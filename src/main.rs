//! cxrefs CLI entry point

use anyhow::Context;
use clap::Parser;
use cxrefs::cli::{Cli, Commands};
use cxrefs::core::config::Config;
use cxrefs::core::logging;

fn main() -> anyhow::Result<()> {
    let cli = Cli::parse();

    let config = match &cli.config {
        Some(path) => Config::load_from(path)
            .with_context(|| format!("Failed to load config from {}", path.display()))?,
        None => Config::load().context("Failed to load config")?,
    };
    logging::init(&config.log_level);

    match cli.command {
        Commands::Callers(args) => cxrefs::cli::callers::run(args, &config)?,
        Commands::Xrefs(args) => cxrefs::cli::xrefs::run(args, &config)?,
        Commands::Jump(args) => cxrefs::cli::jump::run(args, &config)?,
    }

    Ok(())
}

TASK INSTRUCTIONS = Write out every record verbatim.

RESULT BELOW =
filename src/main.rs
//! cxrefs CLI entry point

use anyhow::Context;
use clap::Parser;
use cxrefs::cli::{Cli, Commands};
use cxrefs::core::config::Config;
use cxrefs::core::logging;

fn main() -> anyhow::Result<()> {
    let cli = Cli::parse();

    let config = match &cli.config {
        Some(path) => Config::load_from(path)
            .with_context(|| format!("Failed to load config from {}", path.display()))?,
        None => Config::load().context("Failed to load config")?,
    };
    logging::init(&config.log_level);

    match cli.command {
        Commands::Callers(args) => cxrefs::cli::callers::run(args, &config)?,
        Commands::Xrefs(args) => cxrefs::cli::xrefs::run(args, &config)?,
        Commands::Jump(args) => cxrefs::cli::jump::run(args, &config)?,
    }

    Ok(())
}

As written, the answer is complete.